Un spectre, vêtu de blanc, se tenait debout dans ma chambre. Troublé, effrayé peut-être, je laissai retomber le rideau; j’enfonçai ma tête sous la couverture, et rassemblant mes esprits mis en désarroi, je me tâtai le pouls, essayant de juger par le nombre de ses pulsations si j’avais la fièvre, le vertige, si j’étais fou ou simplement halluciné.

Deux minutes après, une idée souriante et quelque peu égrillarde me calmait tout à coup. Si mon hôte avait dit vrai? Si j’occupais réellement la chambre de ses filles et que l’une d’elles, dont peut-être il m’avait cédé le lit, vînt, ignorant mon installation.... Là s’arrêtèrent brusquement mes suppositions malséantes. Mon spectre avait des bottes. Je l’entendis marcher et faire résonner le plancher sous ses lourds talons. Derechef j’entr’ouvris le rideau. Je vis un monsieur s’avancer vers un petit miroir qui me faisait face pour y essayer sa cravate. «Bon! me dis-je, mon hôtelier a disposé du lit vacant; c’était son droit. Mais dans cette nuit de tapage, que je croyais avoir été pour moi sans sommeil, j’ai donc dormi bien profondément que je n’ai point eu conscience de l’arrivée de ce camarade de chambrée?»

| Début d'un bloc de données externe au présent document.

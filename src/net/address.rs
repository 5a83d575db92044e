use crate::common::error::{InvalidValue, LurkError};
use anyhow::Result;
use bytes::BufMut;
use std::{
    fmt::Display,
    net::{Ipv4Addr, Ipv6Addr, SocketAddr, SocketAddrV4, SocketAddrV6},
};
use tokio::{io::AsyncReadExt, net::lookup_host};

macro_rules! ipv4_socket_address {
    ($ipv4:expr, $port:expr) => {
        Address::SocketAddress(SocketAddr::V4(SocketAddrV4::new($ipv4, $port)))
    };
}

macro_rules! ipv6_socket_address {
    ($ipv6:expr, $port:expr) => {
        Address::SocketAddress(SocketAddr::V6(SocketAddrV6::new($ipv6, $port, 0, 0)))
    };
}

pub(crate) use ipv4_socket_address;
pub(crate) use ipv6_socket_address;

/// A SOCKS5 destination address: either a concrete socket address or an
/// unresolved domain name + port, as carried by the relay request.
#[derive(Debug, PartialEq, Eq, Hash, Clone)]
pub enum Address {
    SocketAddress(SocketAddr),
    DomainName(String, u16),
}

impl Address {
    /// Resolves this address to the list of candidate socket addresses to
    /// attempt a connection against, in the order they should be tried.
    /// For a concrete socket address this is always a single-element list;
    /// for a domain name it is whatever the OS resolver returns, in order.
    pub async fn resolve(&self) -> Result<Vec<SocketAddr>> {
        match self {
            Address::SocketAddress(sock_addr) => Ok(vec![*sock_addr]),
            Address::DomainName(hostname, port) => {
                let resolved = lookup_host((hostname.as_str(), *port)).await?;
                Ok(resolved.collect())
            }
        }
    }

    pub async fn read_ipv4<T: AsyncReadExt + Unpin>(stream: &mut T) -> Result<Address> {
        let ipv4 = Ipv4Addr::from(stream.read_u32().await?);
        let port = stream.read_u16().await?;

        Ok(ipv4_socket_address!(ipv4, port))
    }

    pub async fn read_ipv6<T: AsyncReadExt + Unpin>(stream: &mut T) -> Result<Address> {
        let ipv6 = Ipv6Addr::from(stream.read_u128().await?);
        let port = stream.read_u16().await?;

        Ok(ipv6_socket_address!(ipv6, port))
    }

    pub async fn read_domain_name<T: AsyncReadExt + Unpin>(stream: &mut T, len: u8) -> Result<Address> {
        if len == 0 {
            return Err(LurkError::DataError(InvalidValue::DomainNameLength(len)).into());
        }

        let mut buf = vec![0u8; len as usize];
        stream.read_exact(&mut buf).await?;

        let name = String::from_utf8(buf).map_err(LurkError::DomainNameDecodingFailed)?;
        let port = stream.read_u16().await?;

        Ok(Address::DomainName(name, port))
    }

    pub fn write_ipv4<T: BufMut>(bytes: &mut T, ipv4_addr: &SocketAddrV4) {
        bytes.put_slice(&ipv4_addr.ip().octets());
        bytes.put_u16(ipv4_addr.port());
    }

    pub fn write_ipv6<T: BufMut>(bytes: &mut T, ipv6_addr: &SocketAddrV6) {
        bytes.put_slice(&ipv6_addr.ip().octets());
        bytes.put_u16(ipv6_addr.port());
    }

    pub fn write_domain_name<T: BufMut>(bytes: &mut T, name: &str, port: u16) {
        bytes.put_u8(name.len() as u8);
        bytes.put_slice(name.as_bytes());
        bytes.put_u16(port);
    }
}

impl Display for Address {
    fn fmt(&self, f: &mut std::fmt::Formatter<'_>) -> std::fmt::Result {
        match self {
            Address::SocketAddress(sock) => write!(f, "{sock:}"),
            Address::DomainName(name, port) => write!(f, "{name:}:{port:}"),
        }
    }
}

#[cfg(test)]
mod tests {
    use super::*;
    use crate::common::assertions::assert_lurk_err;
    use pretty_assertions::assert_eq;
    use tokio_test::{assert_err, assert_ok};

    #[tokio::test]
    async fn domain_to_socket_addr() {
        let resolved = Address::DomainName("localhost".to_owned(), 80);
        assert_ok!(resolved.resolve().await);

        let unresolved = Address::DomainName("this-domain-should-not-resolve.invalid".to_owned(), 666);
        assert_err!(unresolved.resolve().await);
    }

    #[tokio::test]
    async fn read_address_from_stream() {
        let domain_name = "www.example.com".to_string();
        let domain_name_len = domain_name.len() as u8;
        let mut mock = tokio_test::io::Builder::new()
            .read(&[127, 0, 0, 1, 10, 10]) // ipv4
            .read(&[0, 0, 0, 0, 0, 0xff, 0xff, 0xc0, 0x0a, 0x02, 0xff, 0xca, 0x1, 0x0, 0x11, 0xff, 10, 10]) // ipv6
            .read([domain_name.as_bytes(), &[10, 10]].concat().as_slice()) // domain
            .build();

        assert_eq!(
            ipv4_socket_address!(Ipv4Addr::new(127, 0, 0, 1), 2570),
            Address::read_ipv4(&mut mock).await.unwrap()
        );

        assert_eq!(
            ipv6_socket_address!(Ipv6Addr::new(0, 0, 0xff, 0xffc0, 0xa02, 0xffca, 0x100, 0x11ff), 2570),
            Address::read_ipv6(&mut mock).await.unwrap()
        );

        assert_eq!(
            Address::DomainName(domain_name, 2570),
            Address::read_domain_name(&mut mock, domain_name_len).await.unwrap()
        )
    }

    #[tokio::test]
    async fn zero_length_domain_is_rejected() {
        let mut mock = tokio_test::io::Builder::new().build();
        let result = Address::read_domain_name(&mut mock, 0).await;
        assert_lurk_err!(LurkError::DataError(InvalidValue::DomainNameLength(0)), result.unwrap_err());
    }
}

Tout en me livrant à ces réflexions pleines de justesse, j’examinais mon conjoint, qui, en ce moment, me tournait le dos. Il avait un paletot bleu, un pantalon à raies. Un instant j’entrevis un coin de sa figure dans le petit miroir; il portait barbe et barbiche; il devait avoir une figure comme un autre et non une tête de mort. Je laissai retomber mon rideau pour lui donner le loisir d’achever sa toilette.

Lui parti, je me jette en bas du lit; je m’habille à mon tour et en toute hâte, voulant profiter du premier train; je prends mon chapeau.... Nouvelle mésaventure! Ce chapeau n’est pas le mien! Cet étranger, ce spectre, ce conjoint maudit, il m’a emporté mon chapeau, mon chapeau neuf!

Interdit, je retourne entre mes mains celui qu’il m’a laissé en échange; j’y plonge mon regard; au fond, comme d’habitude, était le nom du chapelier, mais sur la garniture de cuir un autre nom m’apparaît, et je lis: Brascassin.

Brascassin! ce Brascassin, que j’étais si avide de rencontrer, je venais de passer avec lui toute une nuit, dans une même chambre!

Le chemin de fer partait à sept heures; je descendis vivement mes trois étages.